Pelletier descalifica al joven Alatorre por no saber alemán, olvidando que él fue despreciado por lo mismo en el pasado (Ironía situacional)
Descalificado por no saber alemán en su juventud, Pelletier desprecia, en su madurez, a un joven académico por la misma razón. Esta ironía tiene un sentido: Bolaño expone sin matices un tipo de vínculo que excede la relación entre Pelletier y Alatorre, una rueda de violencia que en muchos países de Latinoamérica se llama “pagar derecho de piso”. El lugar que uno se gana, según esta mirada, se lo gana con esfuerzo, sufrimiento y, muchas veces, tolerando los maltratos de otros que han llegado antes que uno.

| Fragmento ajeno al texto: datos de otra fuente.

//! Network builder.
//!
//! `NetworkBuilder` is a fluent front end over [`LayerSpec`] lists. Layers are
//! added input first; positions are 0-based in that order and are what
//! [`NetworkBuilder::feed_context`] refers to.
//!
//! ```rust
//! use rust_flatnet::{Activation, NetworkBuilder};
//!
//! # fn main() -> rust_flatnet::Result<()> {
//! // Elman network: the hidden layer's output is fed back into the input
//! // layer's context neurons.
//! let net = NetworkBuilder::new(1, 1.0)?
//!     .add_layer(Activation::Tanh, 4, 1.0)?
//!     .add_layer(Activation::Linear, 1, 0.0)?
//!     .feed_context(1, 0)?
//!     .build_with_seed(0)?;
//! assert_eq!(net.layer_counts(), &[1, 5, 6]);
//! # Ok(())
//! # }
//! ```

use rand::Rng;
use rand::rngs::StdRng;
use rand::SeedableRng;

use crate::{Activation, Error, LayerSpec, Network, Result};

#[derive(Debug, Clone)]
pub struct NetworkBuilder {
    layers: Vec<LayerSpec>,
}

impl NetworkBuilder {
    /// Start with an input layer of `input_count` neurons.
    ///
    /// `bias_activation` of `0.0` means no bias neuron.
    pub fn new(input_count: usize, bias_activation: f64) -> Result<Self> {
        let input = LayerSpec::new(Activation::Linear, input_count, bias_activation)?;
        Ok(Self {
            layers: vec![input],
        })
    }

    /// Convenience constructor: `sizes` lists every layer's neuron count,
    /// input first. Every non-output layer gets a bias neuron of 1.0 and every
    /// non-input layer uses `activation`.
    pub fn from_sizes(sizes: &[usize], activation: Activation) -> Result<Self> {
        if sizes.len() < 2 {
            return Err(Error::InvalidConfig(
                "sizes must include input and output counts".to_owned(),
            ));
        }
        let last = sizes.len() - 1;
        let mut b = Self::new(sizes[0], 1.0)?;
        for (i, &count) in sizes.iter().enumerate().skip(1) {
            let bias = if i == last { 0.0 } else { 1.0 };
            b = b.add_layer(activation, count, bias)?;
        }
        Ok(b)
    }

    /// Append a layer downstream of the current last layer.
    pub fn add_layer(mut self, activation: Activation, count: usize, bias_activation: f64) -> Result<Self> {
        self.layers
            .push(LayerSpec::new(activation, count, bias_activation)?);
        Ok(self)
    }

    /// Mirror the output of layer `source` into context neurons of layer
    /// `consumer` after every forward pass.
    pub fn feed_context(mut self, source: usize, consumer: usize) -> Result<Self> {
        let n = self.layers.len();
        if source >= n || consumer >= n {
            return Err(Error::InvalidConfig(format!(
                "context link {source} -> {consumer} out of range for {n} layers"
            )));
        }
        self.layers[consumer] = self.layers[consumer].with_context_from(source);
        Ok(self)
    }

    /// Layer specifications added so far, input first.
    pub fn layers(&self) -> &[LayerSpec] {
        &self.layers
    }

    /// Build with every weight at zero.
    pub fn build(self) -> Result<Network> {
        Network::create(&self.layers)
    }

    /// Build and randomize weights from a deterministic seed.
    pub fn build_with_seed(self, seed: u64) -> Result<Network> {
        let mut rng = StdRng::seed_from_u64(seed);
        self.build_with_rng(&mut rng)
    }

    /// Build and randomize weights from the provided RNG.
    pub fn build_with_rng<R: Rng + ?Sized>(self, rng: &mut R) -> Result<Network> {
        let mut network = self.build()?;
        network.randomize_with_rng(rng);
        Ok(network)
    }
}
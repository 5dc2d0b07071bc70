// src/types/response.rs
use serde::{Deserialize, Serialize};

use crate::utils::safe_filename_base;

#[derive(Debug, Clone, Copy, PartialEq, Eq, Serialize, Deserialize, clap::ValueEnum)]
#[serde(rename_all = "lowercase")]
pub enum OutputFormat {
    Docx,
    Pdf,
}

impl OutputFormat {
    pub fn extension(&self) -> &'static str {
        match self {
            Self::Docx => "docx",
            Self::Pdf => "pdf",
        }
    }

    pub fn content_type(&self) -> &'static str {
        match self {
            Self::Docx => "application/vnd.openxmlformats-officedocument.wordprocessingml.document",
            Self::Pdf => "application/pdf",
        }
    }
}

/// A finished document ready to be handed back to the caller.
#[derive(Debug, Clone)]
pub struct RenderedDocument {
    pub data: Vec<u8>,
    pub filename: String,
    pub format: OutputFormat,
}

impl RenderedDocument {
    pub fn new(data: Vec<u8>, candidate_name: &str, format: OutputFormat) -> Self {
        Self {
            data,
            filename: format!("{}.{}", safe_filename_base(candidate_name), format.extension()),
            format,
        }
    }

    pub fn content_type(&self) -> &'static str {
        self.format.content_type()
    }

    pub fn content_disposition(&self) -> String {
        format!("attachment; filename=\"{}\"", self.filename)
    }
}

#[cfg(test)]
mod tests {
    use super::*;

    #[test]
    fn test_filename_from_candidate_name() {
        let doc = RenderedDocument::new(vec![1, 2], "  Jane   Doe ", OutputFormat::Docx);
        assert_eq!(doc.filename, "Jane_Doe.docx");
        assert_eq!(
            doc.content_disposition(),
            "attachment; filename=\"Jane_Doe.docx\""
        );
    }

    #[test]
    fn test_filename_fallback() {
        let doc = RenderedDocument::new(Vec::new(), "", OutputFormat::Pdf);
        assert_eq!(doc.filename, "resume.pdf");
        assert_eq!(doc.content_type(), "application/pdf");
    }
}
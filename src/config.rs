// src/config.rs
use anyhow::{Context, Result};
use serde::{Deserialize, Serialize};
use std::path::{Path, PathBuf};
use tracing::info;

pub const DEFAULT_CONFIG_FILE: &str = "config.yaml";
pub const DEFAULT_TEMPLATE_FILE: &str = "resume_template.html";
pub const TEMPLATES_ENV: &str = "CV_RENDERER_TEMPLATES";
pub const RASTERIZER_ENV: &str = "CV_RENDERER_RASTERIZER";

/// External HTML to PDF program. `{input}` and `{output}` in `args` are
/// replaced with the HTML and PDF paths.
#[derive(Debug, Clone, PartialEq, Eq, Serialize, Deserialize)]
#[serde(default)]
pub struct RasterizerConfig {
    pub program: String,
    pub args: Vec<String>,
}

impl Default for RasterizerConfig {
    fn default() -> Self {
        Self {
            program: "weasyprint".to_string(),
            args: vec!["{input}".to_string(), "{output}".to_string()],
        }
    }
}

#[derive(Debug, Clone, PartialEq, Serialize, Deserialize)]
#[serde(default)]
pub struct RendererConfig {
    pub templates_path: PathBuf,
    pub template_file: String,
    pub rasterizer: RasterizerConfig,
    pub log_path: Option<PathBuf>,
    pub log_level: String,
}

impl Default for RendererConfig {
    fn default() -> Self {
        Self {
            templates_path: PathBuf::from("templates"),
            template_file: DEFAULT_TEMPLATE_FILE.to_string(),
            rasterizer: RasterizerConfig::default(),
            log_path: None,
            log_level: "info".to_string(),
        }
    }
}

impl RendererConfig {
    /// Load `config.yaml` from the current directory, falling back to
    /// defaults when it does not exist.
    pub fn load() -> Result<Self> {
        Self::load_from(Path::new(DEFAULT_CONFIG_FILE))
    }

    pub fn load_from(config_path: &Path) -> Result<Self> {
        let config = if config_path.exists() {
            info!("Loading configuration from {}", config_path.display());
            let content = std::fs::read_to_string(config_path)
                .with_context(|| format!("Failed to read {}", config_path.display()))?;
            Self::from_yaml(&content)
                .with_context(|| format!("Failed to parse {}", config_path.display()))?
        } else {
            info!(
                "No configuration at {}, using defaults",
                config_path.display()
            );
            Self::default()
        };

        config.with_env_overrides(|key| std::env::var(key).ok())
    }

    pub fn from_yaml(content: &str) -> Result<Self> {
        // An empty file deserializes to unit, not to a mapping.
        if content.trim().is_empty() {
            return Ok(Self::default());
        }
        serde_yaml::from_str(content).context("Invalid renderer configuration")
    }

    /// Apply environment overrides and make relative paths absolute.
    pub fn with_env_overrides(mut self, lookup: impl Fn(&str) -> Option<String>) -> Result<Self> {
        if let Some(templates) = lookup(TEMPLATES_ENV).filter(|v| !v.trim().is_empty()) {
            self.templates_path = PathBuf::from(templates);
        }
        if let Some(program) = lookup(RASTERIZER_ENV).filter(|v| !v.trim().is_empty()) {
            self.rasterizer.program = program;
        }

        self.templates_path = resolve_path(&self.templates_path)?;
        if let Some(log_path) = self.log_path.take() {
            self.log_path = Some(resolve_path(&log_path)?);
        }
        Ok(self)
    }

    pub fn template_path(&self) -> PathBuf {
        self.templates_path.join(&self.template_file)
    }
}

fn resolve_path(path: &Path) -> Result<PathBuf> {
    if path.is_absolute() {
        Ok(path.to_path_buf())
    } else {
        let current_dir = std::env::current_dir().context("Failed to get current directory")?;
        Ok(current_dir.join(path))
    }
}
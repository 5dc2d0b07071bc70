// src/lib.rs
//! Resume rendering: a structured resume record to DOCX (document structure)
//! or to PDF (HTML print layout).

pub mod cli;
pub mod config;
pub mod document;
pub mod enhance;
pub mod error;
pub mod extraction;
pub mod generator;
pub mod image_validator;
pub mod markup;
pub mod pitch;
pub mod print;
pub mod types;
pub mod utils;

pub use config::RendererConfig;
pub use error::{RenderError, Result};
pub use generator::ResumeRenderer;
pub use types::{OutputFormat, RenderedDocument, ResumePayload, ResumeRecord};

/// Render a JSON payload to DOCX with the default configuration.
pub fn render_docx(json: &str) -> Result<RenderedDocument> {
    ResumeRenderer::new(&RendererConfig::default()).render_json(json, OutputFormat::Docx)
}

/// Render a JSON payload to PDF using `config`'s template and rasterizer.
pub fn render_pdf(json: &str, config: &RendererConfig) -> Result<RenderedDocument> {
    ResumeRenderer::new(config).render_json(json, OutputFormat::Pdf)
}
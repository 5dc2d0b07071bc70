// src/document/docx.rs
//! Lowering of the block model to a WordprocessingML package via `docx-rs`.

use std::io::Cursor;

use docx_rs::{
    AlignmentType, BreakType, Docx, LineSpacing, Paragraph as DocxParagraph, Pic, Run, RunFonts,
    SpecialIndentType, Style, StyleType, Table, TableBorders, TableCell as DocxCell,
    TableLayoutType, TableRow, WidthType,
};
use tracing::{debug, error};

use super::model::{
    Alignment, Block, Document, HeadingStyle, Inline, Paragraph, ParagraphKind, Picture,
    RunStyle, TableCell,
};
use crate::error::{RenderError, Result};

const EMU_PER_INCH: f32 = 914_400.0;
const TWIPS_PER_INCH: f32 = 1440.0;
const TWIPS_PER_POINT: f32 = 20.0;

fn half_points(pt: f32) -> usize {
    (pt * 2.0).round().max(1.0) as usize
}

fn twips(pt: f32) -> i32 {
    (pt * TWIPS_PER_POINT).round() as i32
}

fn inch_twips(inches: f32) -> usize {
    (inches * TWIPS_PER_INCH).round() as usize
}

fn emu(inches: f32) -> u32 {
    (inches * EMU_PER_INCH).round() as u32
}

fn fonts(family: &str) -> RunFonts {
    RunFonts::new()
        .ascii(family)
        .hi_ansi(family)
        .east_asia(family)
        .cs(family)
}

/// Paragraph and picture ids, numbered per document. docx-rs defaults draw
/// them from process-wide counters.
#[derive(Default)]
struct Ids {
    paragraphs: usize,
    pictures: usize,
}

impl Ids {
    fn paragraph(&mut self) -> String {
        self.paragraphs += 1;
        format!("{:08X}", self.paragraphs)
    }

    fn picture(&mut self) -> String {
        self.pictures += 1;
        format!("rIdImage{}", self.pictures)
    }
}

/// Serialize `document` to DOCX bytes.
pub fn write(document: &Document) -> Result<Vec<u8>> {
    let mut ids = Ids::default();
    let mut docx = Docx::new()
        .default_fonts(fonts(&document.base.font_family))
        .default_size(half_points(document.base.size_pt))
        .add_style(heading_style(&document.heading));

    for block in &document.blocks {
        docx = match block {
            Block::Table(cells) => docx.add_table(table(cells, &mut ids)),
            Block::Paragraph(p) => {
                docx.add_paragraph(paragraph(p, &document.heading, &mut ids))
            }
        };
    }

    let mut cursor = Cursor::new(Vec::new());
    docx.build().pack(&mut cursor).map_err(|e| {
        error!("DOCX packaging failed: {}", e);
        RenderError::Docx(e.to_string())
    })?;

    let bytes = cursor.into_inner();
    debug!("Packed DOCX ({} bytes)", bytes.len());
    Ok(bytes)
}

fn heading_style(heading: &HeadingStyle) -> Style {
    let mut style = Style::new(heading.id, StyleType::Paragraph)
        .name("Section Heading")
        .size(half_points(heading.size_pt))
        .color(heading.color.hex())
        .fonts(fonts(&heading.font_family))
        .line_spacing(
            LineSpacing::new()
                .before(twips(heading.space_before_pt) as u32)
                .after(twips(heading.space_after_pt) as u32),
        );
    if heading.bold {
        style = style.bold();
    }
    style
}

fn table(cells: &[TableCell], ids: &mut Ids) -> Table {
    let grid = cells.iter().map(|c| inch_twips(c.width_in)).collect();
    let mut docx_cells = Vec::with_capacity(cells.len());
    for cell in cells {
        let mut docx_cell = DocxCell::new().width(inch_twips(cell.width_in), WidthType::Dxa);
        for p in &cell.paragraphs {
            docx_cell = docx_cell.add_paragraph(plain_paragraph(p, ids));
        }
        docx_cells.push(docx_cell);
    }

    Table::new(vec![TableRow::new(docx_cells)])
        .set_grid(grid)
        .layout(TableLayoutType::Fixed)
        .set_borders(TableBorders::with_empty())
}

fn paragraph(p: &Paragraph, heading: &HeadingStyle, ids: &mut Ids) -> DocxParagraph {
    let out = plain_paragraph(p, ids);
    match p.kind {
        ParagraphKind::Heading => out.style(heading.id),
        ParagraphKind::Normal => out,
    }
}

fn plain_paragraph(p: &Paragraph, ids: &mut Ids) -> DocxParagraph {
    let mut out = DocxParagraph::new().id(ids.paragraph());
    for inline in &p.inlines {
        out = match inline {
            Inline::Text { text, style } => out.add_run(text_run(text, style)),
            Inline::LineBreak => out.add_run(Run::new().add_break(BreakType::TextWrapping)),
            Inline::Picture(picture) => out.add_run(picture_run(picture, ids.picture())),
        };
    }

    if let Some(alignment) = p.alignment {
        out = out.align(match alignment {
            Alignment::Left => AlignmentType::Left,
            Alignment::Center => AlignmentType::Center,
            Alignment::Right => AlignmentType::Right,
        });
    }

    if let Some(indent) = p.indent {
        out = out.indent(
            Some(twips(indent.left_pt)),
            Some(SpecialIndentType::Hanging(twips(-indent.first_line_pt))),
            None,
            None,
        );
    }

    if let Some(after) = p.space_after_pt {
        out = out.line_spacing(LineSpacing::new().after(twips(after) as u32));
    }

    out
}

/// One run per text item; embedded newlines become text-wrapping breaks.
fn text_run(text: &str, style: &RunStyle) -> Run {
    let mut run = Run::new();
    for (i, line) in text.split('\n').enumerate() {
        if i > 0 {
            run = run.add_break(BreakType::TextWrapping);
        }
        if !line.is_empty() {
            run = run.add_text(line);
        }
    }

    if style.bold {
        run = run.bold();
    }
    if style.italic {
        run = run.italic();
    }
    if style.underline {
        run = run.underline("single");
    }
    if let Some(color) = style.color {
        run = run.color(color.hex());
    }
    if let Some(size) = style.size_pt {
        run = run.size(half_points(size));
    }
    if let Some(font) = style.font.as_deref() {
        run = run.fonts(fonts(font));
    }
    run
}

/// `bytes` are always PNG; the validator transcodes other formats.
fn picture_run(picture: &Picture, id: String) -> Run {
    let pic = Pic::new_with_dimensions(
        picture.image.bytes.clone(),
        picture.image.width_px,
        picture.image.height_px,
    )
    .id(id)
    .size(emu(picture.width_in), emu(picture.height_in()));
    Run::new().add_image(pic)
}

Bajo estos códigos arbitrarios y crueles, el pobre Alatorre no tiene grandes posibilidades de recibir la atención de los críticos:
El mexicano (…), asistió a algunas conferencias y luego se presentó a sí mismo a Norton y a Espinoza, quienes se lo sacaron de encima sin miramientos, y luego a Pelletier, quien lo ignoró soberanamente, pues Alatorre en nada se diferenciaba de la horda de jóvenes universitarios europeos más bien pesados que pululaban alrededor de los apóstoles archimboldianos. Para mayor vergüenza, Alatorre ni siquiera sabía hablar alemán, lo que lo descalificaba de antemano (pp.142-143).
Irónicamente, los críticos deberán guardarse sus prejuicios cuando descubran que el “fracasado” de Amalfitano tiene más conexión con Archimboldi que ellos mismos (Ironía situacional)
Cuando los críticos conocen a Amalfitano, el narrador afirma que la primera impresión que tuvieron de él
fue más bien mala, perfectamente acorde con la mediocridad del lugar, sólo que el lugar, la extensa ciudad en el desierto, podía ser vista como algo típico, algo lleno de color local, una prueba más de la riqueza a menudo atroz del paisaje humano, mientras que Amalfitano sólo podía ser visto como un náufrago, un tipo descuidadamente vestido, un profesor inexistente de una universidad inexistente, el soldado raso de una batalla perdida de antemano contra la barbarie, o, en términos menos melodramáticos, como lo que finalmente era, un melancólico profesor de filosofía pasturando en su propio campo (…). Espinoza y Pelletier vieron en él a un tipo fracasado, fracasado sobre todo porque había vivido y enseñado en Europa, que intentaba protegerse con una capa de dureza, pero cuya delicadeza intrínseca lo delataba en el acto (p.162).
Como vemos, la mirada descalificadora de los críticos está plagada de prejuicios debido al poco renombre de la universidad en la que Amalfitano enseña, a la ciudad latinoamericana, desértica y menor, en la que decide vivir, y a ese pasado europeo perdido sospechosamente. Sin embargo, este desprecio se ve irónicamente alterado en el momento en que Amalfitano demuestra ser un gran conocedor de la obra de Archimboldi: “Cuando Amalfitano les dijo que él había traducido para una editorial argentina, en el año 1974, La rosa ilimitada, la opinión de los críticos cambió” (p.166). Así, la ironía pone en evidencia el nivel de prejuicio de los críticos en particular y de la mirada intelectual occidentalista en general.
Tras vanagloriarse de su civilidad y generosidad, Espinoza y Pelletier golpean a un taxista paquistaní hasta dejarlo inconsciente (Ironía situacional)
Espinoza y Pelletier, que en una conversación se vanaglorian de su generosidad y sus valores civilizados, destrozan a golpes a un taxista paquistaní en nombre de las “feministas de Nueva York” (p.109) y “Salman Rushdie” (ídem), y acompañan sus golpes diciéndole: “Métete el islam por el culo” (ídem). En momento alguno tienen una mínima comprensión de lo irónico que resulta que sean ellos, los académicos letrados, la crema de la civilización universitaria europea, quienes dejan a un trabajador inmigrante “inconsciente y sangrando por todos los orificios de la cabeza, menos por los ojos” (ídem).
Edwin Johns parece haber cortado su mano en un acto de consagración total hacia su arte. Irónicamente, luego confiesa haberlo hecho por dinero (Ironía situacional)
El pintor Edwin Johns le resulta fascinante a los críticos debido a que, en un último arranque de locura, se corta la mano con que pinta, la embalsama y la exhibe como su autorretrato. Irónicamente, esta aparente entrega romántica del poeta maldito resulta ser, finalmente, un acto de extrema lucidez pragmática cuando Johns le confiesa a Morini que, en realidad, se cortó la mano por dinero. Johns sabía que si se cortaba la mano, su obra performativa conceptual iba a propulsarse a la fama, arrastrando con ella a todas sus obras menores.